You might be right, it might be only 7.5nS as it is not a round trip. but as you can see even the 5' coax give 67amp for 15nS and that is enough to burn a lot of things. Discharging a cap is in hundreds of amps.

 

[Ravaner]

Many thanks for all your replies. To give you more information the 3 voltage multipliers used 10 stages composed by 4.7 nF / 2 kV and double 1N4007 ( 2 serialized diodes ). One of the multiplier has to produce 15 µA and the 2 others something in the order of 1 µA. Frequency is 32.5 kHz and amplitude at the output of CCFL is around 800 V.

 

[cmb]

1N4007 ( 2 serialized diodes ). One of the multiplier has to produce 15 µA and the 2 others something in the order of 1 µA. Frequency is 32.5 kHz and amplitude at the output of CCFL is around 800 V.

Sounds like you may be suffering the same 'issue' I ended up addressing. I replaced 1N4's simply because they weren't fast enough. First-pass inspection looks like they work, but actually they are struggling.

Is that 15uA into the storage caps of the rectifier, or 15uA from the whole circuit - remember losses in the caps will suck up load, which you may be adding to by adding further external capacitance, taking the diodes over what they can cope with, as they will be struggling with the switching rate.

For such applications, I now tend to use 8kV diodes from a Chinese ebay seller [look up '8kv diodes'] that does 10x Trr=150ns 8kV diodes for $8 (or 80 for $25), shipped. Use those, or similar.

You have to think about Trr when rectifying above a few kHz...

 

[yungman]

I don't think Trr is a factor using in rectification purpose. Trr is in nS, which is much faster than the transformer and operating frequency of 32KHz. The Trr is only important in for arc protection. That is the reason we only use either Transorbs or Schotky diodes for clamping.

 

[yungman]

Many thanks for all your replies. To give you more information the 3 voltage multipliers used 10 stages composed by 4.7 nF / 2 kV and double 1N4007 ( 2 serialized diodes ). One of the multiplier has to produce 15 µA and the 2 others something in the order of 1 µA. Frequency is 32.5 kHz and amplitude at the output of CCFL is around 800 V.

For this low current, the more reason to put a HV resistor in series with each diodes to limit the current.

I never heard of HV supply burning diodes because of the filter caps, When things burn in HV supply, it usually cause by arcing. I don't know the detail of your design and how it is implemented, so I can't exactly pin point the cause. Read the post #4 where I explain things that can really blow stuff. Without arcing, HV and normal supply work the same, even with multiplier, they all work.

We designed 10mA 6KV supply from ground scratch and even wind our own transformer. We ran at much higher frequency ( hundreds of KHz) in order to lower the number of turns. We tested the ruggedness by putting as spark gap and let it spark and make sure it survive continuous arcing at the output. That is some power.
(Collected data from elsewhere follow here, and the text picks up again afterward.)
//! Formula evaluator
//!
//! Walks an [`Expr`] tree and produces a [`Value`]. Spreadsheet errors travel
//! as values; only structural problems (unknown functions, wrong argument
//! counts) come back as [`FormulaError`].

use crate::ast::{BinaryOperator, Expr, RangeRef, UnaryOperator};
use crate::broadcast::{lift1, lift2};
use crate::coerce::numeric::validate_numeric_null_bool;
use crate::coerce::CalcResult;
use crate::context::{EvaluationContext, Reference};
use crate::error::{FormulaError, FormulaResult};
use crate::functions::{builtin_functions, FunctionDef, FunctionKind};
use crate::parser::parse_formula;
use crate::value::{format_number, Array, Value};
use sheetcalc_core::ErrorCode;
use std::cmp::Ordering;

/// Evaluate a formula expression
pub fn evaluate(expr: &Expr, ctx: &EvaluationContext) -> FormulaResult<Value> {
    match expr {
        // === Literals ===
        Expr::Number(n) => Ok(Value::Number(*n)),
        Expr::Text(s) => Ok(Value::Text(s.clone())),
        Expr::Boolean(b) => Ok(Value::Boolean(*b)),
        Expr::Error(e) => Ok(Value::Error(*e)),
        Expr::Missing => Ok(Value::Empty),

        // === References ===
        Expr::Reference(range_ref) => match resolve_reference(range_ref, ctx) {
            Ok(reference) => Ok(ctx.reference_values(&reference)),
            Err(err) => {
                tracing::debug!("{err}");
                Ok(Value::Error(err.error_code()))
            }
        },
        Expr::Name(name) => Ok(match ctx.resolver.resolve_name(name) {
            Some(reference) => ctx.reference_values(&reference),
            None => {
                tracing::debug!("undefined name {name}");
                Value::Error(ErrorCode::Name)
            }
        }),

        // === Operators ===
        Expr::Unary { op, operand } => {
            let value = evaluate(operand, ctx)?;
            Ok(evaluate_unary_op(*op, &value))
        }
        Expr::Binary { op, left, right } => {
            let left = evaluate(left, ctx)?;
            let right = evaluate(right, ctx)?;
            Ok(evaluate_binary_op(*op, &left, &right, ctx))
        }

        // === Functions ===
        Expr::Function { name, args } => evaluate_function(name, args, ctx),

        // === Arrays ===
        Expr::Array(rows) => {
            let mut values = Vec::with_capacity(rows.len());
            for row in rows {
                let mut items = Vec::with_capacity(row.len());
                for item in row {
                    items.push(evaluate(item, ctx)?.into_scalar());
                }
                values.push(items);
            }
            Ok(Value::Array(Array::from_rows(values)))
        }
    }
}

/// Map a parsed reference onto a sheet index
///
/// Fails with [`FormulaError::InvalidReference`] when the sheet is unknown.
pub fn resolve_reference(range_ref: &RangeRef, ctx: &EvaluationContext) -> FormulaResult<Reference> {
    ctx.resolve_sheet(range_ref.sheet.as_deref())
        .map(|sheet| Reference {
            sheet,
            range: range_ref.range,
        })
        .ok_or_else(|| FormulaError::InvalidReference(range_ref.to_string()))
}

/// Parse and evaluate formula text for a cell
///
/// Never fails: structural problems become the error value the cell shows.
pub fn evaluate_cell_formula(formula: &str, ctx: &EvaluationContext) -> Value {
    match parse_formula(formula).and_then(|expr| evaluate(&expr, ctx)) {
        Ok(value) => value,
        Err(err) => {
            tracing::debug!("formula {formula:?} failed: {err}");
            Value::Error(err.error_code())
        }
    }
}

/// Call a built-in function with already evaluated arguments
///
/// Functions that normally see their arguments unevaluated receive them as
/// constants, so reference-only behaviour (hidden-row filtering) does not
/// apply here.
pub fn call_function(name: &str, args: &[Value], ctx: &EvaluationContext) -> FormulaResult<Value> {
    let def = lookup_function(name, args.len())?;
    tracing::trace!("call {}({} args)", def.name, args.len());
    match def.kind {
        FunctionKind::Eager(f) => Ok(f(args, ctx)),
        FunctionKind::Lazy(f) => {
            let exprs: Vec<Expr> = args.iter().map(value_to_expr).collect();
            f(&exprs, ctx)
        }
    }
}

fn lookup_function(name: &str, arg_count: usize) -> FormulaResult<&'static FunctionDef> {
    let def = builtin_functions().get(name).ok_or_else(|| {
        tracing::debug!("unknown function {name}");
        FormulaError::UnknownFunction(name.to_uppercase())
    })?;

    let too_few = arg_count < def.min_args;
    let too_many = def.max_args.map_or(false, |max| arg_count > max);
    if too_few || too_many {
        tracing::debug!(
            "{} called with {} arguments, expected {}",
            def.name,
            arg_count,
            def.arity()
        );
        return Err(FormulaError::ArgumentCount {
            function: def.name.to_string(),
            expected: def.arity(),
            actual: arg_count,
        });
    }
    Ok(def)
}

fn value_to_expr(value: &Value) -> Expr {
    match value {
        Value::Number(n) => Expr::Number(*n),
        Value::Text(s) => Expr::Text(s.clone()),
        Value::Boolean(b) => Expr::Boolean(*b),
        Value::Error(e) => Expr::Error(*e),
        Value::Empty => Expr::Missing,
        Value::Array(array) => Expr::Array(
            array
                .iter_rows()
                .map(|row| row.iter().map(value_to_expr).collect())
                .collect(),
        ),
    }
}

fn evaluate_function(name: &str, args: &[Expr], ctx: &EvaluationContext) -> FormulaResult<Value> {
    let def = lookup_function(name, args.len())?;
    tracing::trace!("call {}({} args)", def.name, args.len());

    match def.kind {
        FunctionKind::Lazy(f) => f(args, ctx),
        FunctionKind::Eager(f) => {
            let mut values = Vec::with_capacity(args.len());
            for arg in args {
                values.push(evaluate(arg, ctx)?);
            }
            Ok(f(&values, ctx))
        }
    }
}

fn evaluate_unary_op(op: UnaryOperator, value: &Value) -> Value {
    match op {
        UnaryOperator::Plus => value.clone(),
        UnaryOperator::Negate => lift1(value, |v| Ok(Value::number(-validate_numeric_null_bool(v)?))),
        UnaryOperator::Percent => {
            lift1(value, |v| Ok(Value::number(validate_numeric_null_bool(v)? / 100.0)))
        }
    }
}

/// Apply a binary operator element-wise; the left operand's error wins
pub fn evaluate_binary_op(
    op: BinaryOperator,
    left: &Value,
    right: &Value,
    ctx: &EvaluationContext,
) -> Value {
    lift2(left, right, |l, r| {
        if let Some(e) = l.error().or_else(|| r.error()) {
            return Err(e);
        }
        if op.is_comparison() {
            let ordering = compare_values(l, r);
            let result = match op {
                BinaryOperator::Equal => ordering == Ordering::Equal,
                BinaryOperator::NotEqual => ordering != Ordering::Equal,
                BinaryOperator::LessThan => ordering == Ordering::Less,
                BinaryOperator::LessEqual => ordering != Ordering::Greater,
                BinaryOperator::GreaterThan => ordering == Ordering::Greater,
                _ => ordering != Ordering::Less,
            };
            return Ok(Value::Boolean(result));
        }
        if op == BinaryOperator::Concat {
            return Ok(Value::Text(concat_text(l, ctx) + &concat_text(r, ctx)));
        }
        arithmetic(op, validate_numeric_null_bool(l)?, validate_numeric_null_bool(r)?)
    })
}

fn arithmetic(op: BinaryOperator, l: f64, r: f64) -> CalcResult<Value> {
    let result = match op {
        BinaryOperator::Add => l + r,
        BinaryOperator::Subtract => l - r,
        BinaryOperator::Multiply => l * r,
        BinaryOperator::Divide if r == 0.0 => return Err(ErrorCode::Div0),
        BinaryOperator::Divide => l / r,
        BinaryOperator::Power if l == 0.0 && r == 0.0 => return Err(ErrorCode::Num),
        BinaryOperator::Power if l == 0.0 && r < 0.0 => return Err(ErrorCode::Div0),
        BinaryOperator::Power => l.powf(r),
        _ => return Err(ErrorCode::Value),
    };
    Ok(Value::number(result))
}

fn concat_text(value: &Value, ctx: &EvaluationContext) -> String {
    match value {
        Value::Number(n) => format_number(*n),
        Value::Text(s) => s.clone(),
        Value::Boolean(b) => ctx.settings.boolean_token(*b).to_string(),
        _ => String::new(),
    }
}

fn type_rank(value: &Value) -> u8 {
    match value {
        Value::Number(_) | Value::Empty => 0,
        Value::Text(_) => 1,
        Value::Boolean(_) => 2,
        Value::Error(_) | Value::Array(_) => 3,
    }
}

/// Order two scalars the way spreadsheet comparisons do
///
/// Numbers sort before text, text before booleans. Text compares
/// case-insensitively. A blank takes the zero value of the other side's
/// type (0, "" or FALSE).
pub fn compare_values(left: &Value, right: &Value) -> Ordering {
    let blank_like = |other: &Value| match other {
        Value::Text(_) => Value::Text(String::new()),
        Value::Boolean(_) => Value::Boolean(false),
        _ => Value::Number(0.0),
    };
    let left_owned;
    let right_owned;
    let (left, right) = match (left, right) {
        (Value::Empty, Value::Empty) => return Ordering::Equal,
        (Value::Empty, other) => {
            left_owned = blank_like(other);
            (&left_owned, other)
        }
        (other, Value::Empty) => {
            right_owned = blank_like(other);
            (other, &right_owned)
        }
        pair => pair,
    };

    match (left, right) {
        (Value::Number(l), Value::Number(r)) => l.partial_cmp(r).unwrap_or(Ordering::Equal),
        (Value::Text(l), Value::Text(r)) => l.to_lowercase().cmp(&r.to_lowercase()),
        (Value::Boolean(l), Value::Boolean(r)) => l.cmp(r),
        (l, r) => type_rank(l).cmp(&type_rank(r)),
    }
}
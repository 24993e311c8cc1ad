//! Trigonometric functions
//!
//! Every function is array-enabled: an array argument returns an array of
//! the same shape, one independent result per element.

use super::arg;
use crate::broadcast::lift1;
use crate::coerce::numeric::validate_numeric_null_bool;
use crate::coerce::CalcResult;
use crate::context::EvaluationContext;
use crate::value::Value;
use sheetcalc_core::ErrorCode;

const SMALL_DENOMINATOR: f64 = 1.0e-12;

/// `num / den`, failing `#DIV/0!` when the denominator is practically zero
pub fn very_small_denominator(num: f64, den: f64) -> CalcResult<f64> {
    if den.abs() < SMALL_DENOMINATOR {
        return Err(ErrorCode::Div0);
    }
    Ok(num / den)
}

fn angle_function(args: &[Value], f: fn(f64) -> CalcResult<f64>) -> Value {
    lift1(arg(args, 0), |v| {
        let angle = validate_numeric_null_bool(v)?;
        Ok(Value::number(f(angle)?))
    })
}

pub fn fn_sin(args: &[Value], _ctx: &EvaluationContext) -> Value {
    angle_function(args, |x| Ok(x.sin()))
}

pub fn fn_cos(args: &[Value], _ctx: &EvaluationContext) -> Value {
    angle_function(args, |x| Ok(x.cos()))
}

pub fn fn_tan(args: &[Value], _ctx: &EvaluationContext) -> Value {
    angle_function(args, |x| very_small_denominator(x.sin(), x.cos()))
}

/// CSC(angle) = 1 / sin(angle)
pub fn fn_csc(args: &[Value], _ctx: &EvaluationContext) -> Value {
    angle_function(args, |x| very_small_denominator(1.0, x.sin()))
}

/// CSCH(angle) = 1 / sinh(angle)
pub fn fn_csch(args: &[Value], _ctx: &EvaluationContext) -> Value {
    angle_function(args, |x| very_small_denominator(1.0, x.sinh()))
}

pub fn fn_sec(args: &[Value], _ctx: &EvaluationContext) -> Value {
    angle_function(args, |x| very_small_denominator(1.0, x.cos()))
}

pub fn fn_sech(args: &[Value], _ctx: &EvaluationContext) -> Value {
    angle_function(args, |x| very_small_denominator(1.0, x.cosh()))
}

pub fn fn_cot(args: &[Value], _ctx: &EvaluationContext) -> Value {
    angle_function(args, |x| very_small_denominator(x.cos(), x.sin()))
}

pub fn fn_coth(args: &[Value], _ctx: &EvaluationContext) -> Value {
    angle_function(args, |x| very_small_denominator(x.cosh(), x.sinh()))
}
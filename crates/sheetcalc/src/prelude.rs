//! Prelude module - common imports for sheetcalc users
//!
//! ```rust
//! use sheetcalc::prelude::*;
//! ```

pub use crate::{
    // Settings
    CalcSettings,
    // Cell types
    CellAddress,
    CellRange,
    CellValue,
    CompatibilityMode,
    // Error types
    Error,
    ErrorCode,
    EvaluationContext,
    Result,
    Value,
    // Main types
    Workbook,
    // Extension traits
    WorkbookFormulaExt,
    Worksheet,
};
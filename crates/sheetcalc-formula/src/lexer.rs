//! Formula tokenizer

use crate::error::{FormulaError, FormulaResult};
use sheetcalc_core::{CellAddress, ErrorCode};

#[derive(Debug, Clone, PartialEq)]
pub(crate) enum Token {
    // Literals
    Number(f64),
    Text(String),
    Boolean(bool),
    Error(ErrorCode),

    // Identifiers and references
    /// Function name or defined name
    Identifier(String),
    CellRef(CellAddress),
    /// `Sheet1!` or `'My Sheet'!`
    SheetPrefix(String),

    // Operators
    Plus,
    Minus,
    Star,
    Slash,
    Caret,
    Percent,
    Ampersand,
    Equal,
    NotEqual,
    LessThan,
    LessEqual,
    GreaterThan,
    GreaterEqual,
    Colon,
    Comma,
    Semicolon,

    // Delimiters
    LeftParen,
    RightParen,
    LeftBrace,
    RightBrace,

    Eof,
}

/// A token and the byte offset where it starts
#[derive(Debug, Clone, PartialEq)]
pub(crate) struct Spanned {
    pub token: Token,
    pub offset: usize,
}

/// Split formula text into tokens, ending with [`Token::Eof`]
///
/// `base` is added to every offset so positions refer to the caller's
/// original string.
pub(crate) fn tokenize(input: &str, base: usize) -> FormulaResult<Vec<Spanned>> {
    let mut lexer = Lexer {
        input,
        pos: 0,
        base,
    };
    let mut tokens = Vec::new();
    loop {
        lexer.skip_whitespace();
        let offset = base + lexer.pos;
        let token = lexer.scan_token()?;
        let done = token == Token::Eof;
        tokens.push(Spanned { token, offset });
        if done {
            return Ok(tokens);
        }
    }
}

struct Lexer<'a> {
    input: &'a str,
    pos: usize,
    base: usize,
}

impl<'a> Lexer<'a> {
    fn error(&self, message: impl Into<String>) -> FormulaError {
        FormulaError::parse(self.base + self.pos, message)
    }

    fn peek_char(&self) -> Option<char> {
        self.input[self.pos..].chars().next()
    }

    fn peek_char_at(&self, offset: usize) -> Option<char> {
        self.input[self.pos..].chars().nth(offset)
    }

    fn advance(&mut self) {
        if let Some(c) = self.peek_char() {
            self.pos += c.len_utf8();
        }
    }

    fn advance_while(&mut self, pred: impl Fn(char) -> bool) {
        while self.peek_char().map_or(false, &pred) {
            self.advance();
        }
    }

    fn skip_whitespace(&mut self) {
        self.advance_while(char::is_whitespace);
    }

    fn single(&mut self, token: Token) -> FormulaResult<Token> {
        self.advance();
        Ok(token)
    }

    fn scan_token(&mut self) -> FormulaResult<Token> {
        let Some(c) = self.peek_char() else {
            return Ok(Token::Eof);
        };

        match c {
            '+' => self.single(Token::Plus),
            '-' => self.single(Token::Minus),
            '*' => self.single(Token::Star),
            '/' => self.single(Token::Slash),
            '^' => self.single(Token::Caret),
            '%' => self.single(Token::Percent),
            '&' => self.single(Token::Ampersand),
            ':' => self.single(Token::Colon),
            ',' => self.single(Token::Comma),
            ';' => self.single(Token::Semicolon),
            '(' => self.single(Token::LeftParen),
            ')' => self.single(Token::RightParen),
            '{' => self.single(Token::LeftBrace),
            '}' => self.single(Token::RightBrace),
            '=' => self.single(Token::Equal),
            '<' => {
                self.advance();
                match self.peek_char() {
                    Some('=') => self.single(Token::LessEqual),
                    Some('>') => self.single(Token::NotEqual),
                    _ => Ok(Token::LessThan),
                }
            }
            '>' => {
                self.advance();
                match self.peek_char() {
                    Some('=') => self.single(Token::GreaterEqual),
                    _ => Ok(Token::GreaterThan),
                }
            }
            '"' => self.scan_string(),
            '\'' => self.scan_quoted_sheet(),
            '#' => self.scan_error(),
            c if c.is_ascii_digit()
                || (c == '.' && self.peek_char_at(1).map_or(false, |d| d.is_ascii_digit())) =>
            {
                self.scan_number()
            }
            c if c.is_alphabetic() || c == '_' || c == '$' => Ok(self.scan_identifier()),
            other => Err(self.error(format!("Unexpected character '{other}'"))),
        }
    }

    /// Read up to a closing `quote`, unescaping doubled quotes
    fn scan_quoted(&mut self, quote: char) -> FormulaResult<String> {
        let start = self.pos;
        self.advance();
        let mut s = String::new();
        loop {
            match self.peek_char() {
                Some(c) if c == quote => {
                    self.advance();
                    if self.peek_char() == Some(quote) {
                        s.push(quote);
                        self.advance();
                    } else {
                        return Ok(s);
                    }
                }
                Some(c) => {
                    s.push(c);
                    self.advance();
                }
                None => {
                    return Err(FormulaError::parse(
                        self.base + start,
                        format!("Unterminated {quote}-quoted text"),
                    ))
                }
            }
        }
    }

    fn scan_string(&mut self) -> FormulaResult<Token> {
        self.scan_quoted('"').map(Token::Text)
    }

    fn scan_quoted_sheet(&mut self) -> FormulaResult<Token> {
        let name = self.scan_quoted('\'')?;
        if self.peek_char() != Some('!') {
            return Err(self.error("Expected '!' after quoted sheet name"));
        }
        self.advance();
        Ok(Token::SheetPrefix(name))
    }

    fn scan_error(&mut self) -> FormulaResult<Token> {
        let start = self.pos;
        self.advance();
        self.advance_while(|c| c.is_ascii_alphanumeric() || matches!(c, '/' | '_' | '!' | '?'));
        let text = &self.input[start..self.pos];
        ErrorCode::parse(text)
            .map(Token::Error)
            .ok_or_else(|| FormulaError::parse(self.base + start, format!("Unknown error literal '{text}'")))
    }

    fn scan_number(&mut self) -> FormulaResult<Token> {
        let start = self.pos;
        self.advance_while(|c| c.is_ascii_digit());
        if self.peek_char() == Some('.') {
            self.advance();
            self.advance_while(|c| c.is_ascii_digit());
        }

        // exponent only when digits follow
        if matches!(self.peek_char(), Some('e' | 'E')) {
            let digit_at = match self.peek_char_at(1) {
                Some('+' | '-') => 2,
                _ => 1,
            };
            if self.peek_char_at(digit_at).map_or(false, |c| c.is_ascii_digit()) {
                for _ in 0..digit_at {
                    self.advance();
                }
                self.advance_while(|c| c.is_ascii_digit());
            }
        }

        let text = &self.input[start..self.pos];
        text.parse::<f64>()
            .ok()
            .filter(|n| n.is_finite())
            .map(Token::Number)
            .ok_or_else(|| FormulaError::parse(self.base + start, format!("Invalid number '{text}'")))
    }

    fn scan_identifier(&mut self) -> Token {
        let start = self.pos;
        self.advance_while(|c| c.is_alphanumeric() || matches!(c, '_' | '.' | '$'));
        let text = &self.input[start..self.pos];

        if self.peek_char() == Some('!') {
            self.advance();
            return Token::SheetPrefix(text.to_string());
        }

        // followed by '(' it is always a function call (LOG10, TRUE)
        if self.peek_char() == Some('(') {
            return Token::Identifier(text.to_string());
        }

        if text.eq_ignore_ascii_case("TRUE") {
            return Token::Boolean(true);
        }
        if text.eq_ignore_ascii_case("FALSE") {
            return Token::Boolean(false);
        }

        match CellAddress::parse(text) {
            Ok(address) => Token::CellRef(address),
            Err(_) => Token::Identifier(text.to_string()),
        }
    }
}

#[cfg(test)]
mod tests {
    use super::*;
    use pretty_assertions::assert_eq;

    fn tokens(input: &str) -> Vec<Token> {
        tokenize(input, 0)
            .unwrap()
            .into_iter()
            .map(|s| s.token)
            .collect()
    }

    #[test]
    fn test_operators() {
        assert_eq!(
            tokens("1<=2<>3>=4"),
            vec![
                Token::Number(1.0),
                Token::LessEqual,
                Token::Number(2.0),
                Token::NotEqual,
                Token::Number(3.0),
                Token::GreaterEqual,
                Token::Number(4.0),
                Token::Eof,
            ]
        );
    }

    #[test]
    fn test_numbers() {
        assert_eq!(tokens(".5")[0], Token::Number(0.5));
        assert_eq!(tokens("1.5E+3")[0], Token::Number(1500.0));
        assert_eq!(tokens("2e-1")[0], Token::Number(0.2));
    }

    #[test]
    fn test_strings_and_escapes() {
        assert_eq!(tokens(r#""say ""hi""""#)[0], Token::Text("say \"hi\"".into()));
        let err = tokenize("\"open", 1).unwrap_err();
        assert!(matches!(err, FormulaError::Parse { offset: 1, .. }));
    }

    #[test]
    fn test_references_and_names() {
        assert_eq!(tokens("$B$2")[0], Token::CellRef(CellAddress::parse("$B$2").unwrap()));
        assert_eq!(tokens("LOG10(")[0], Token::Identifier("LOG10".into()));
        assert_eq!(tokens("Rates")[0], Token::Identifier("Rates".into()));
        assert_eq!(tokens("NORM.S.INV")[0], Token::Identifier("NORM.S.INV".into()));
        assert_eq!(tokens("true")[0], Token::Boolean(true));
        assert_eq!(tokens("TRUE()")[0], Token::Identifier("TRUE".into()));
    }

    #[test]
    fn test_sheet_prefixes() {
        assert_eq!(tokens("Data!A1")[0], Token::SheetPrefix("Data".into()));
        assert_eq!(
            tokens("'My ''Q1'' Sheet'!A1")[0],
            Token::SheetPrefix("My 'Q1' Sheet".into())
        );
        assert!(tokenize("'Sheet A1", 0).is_err());
        assert!(tokenize("'Sheet'A1", 0).is_err());
    }

    #[test]
    fn test_error_literals() {
        assert_eq!(tokens("#DIV/0!")[0], Token::Error(ErrorCode::Div0));
        assert_eq!(tokens("#N/A")[0], Token::Error(ErrorCode::Na));
        assert_eq!(tokens("#name?")[0], Token::Error(ErrorCode::Name));
        assert!(tokenize("#BOGUS!", 0).is_err());
    }

    #[test]
    fn test_offsets() {
        let spans = tokenize("1 + A2", 1).unwrap();
        let offsets: Vec<usize> = spans.iter().map(|s| s.offset).collect();
        assert_eq!(offsets, vec![1, 3, 5, 7]);
    }

    #[test]
    fn test_unexpected_character() {
        let err = tokenize("1 @ 2", 0).unwrap_err();
        assert!(matches!(err, FormulaError::Parse { offset: 2, .. }));
    }
}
Remember the trickiest part is the floating metal around the circuit, they arc every time. The way to find those are to arc the output in the dark, you will see those floaters arc also. I even gave them the name "sympathetic arc"! Get rid of all the arcing, the HV supply is every bit as rugged as any other switchers.

Most people don't appreciate the amount of energy radiated out in such a short time of an arc, just look at all the computer freeze from the large EM radiated out.

 

[cmb]

I don't think Trr is a factor using in rectification purpose. Trr is in nS, which is much faster than the transformer and operating frequency of 32KHz. The Trr is only important in for arc protection. That is the reason we only use either Transorbs or Schotky diodes for clamping.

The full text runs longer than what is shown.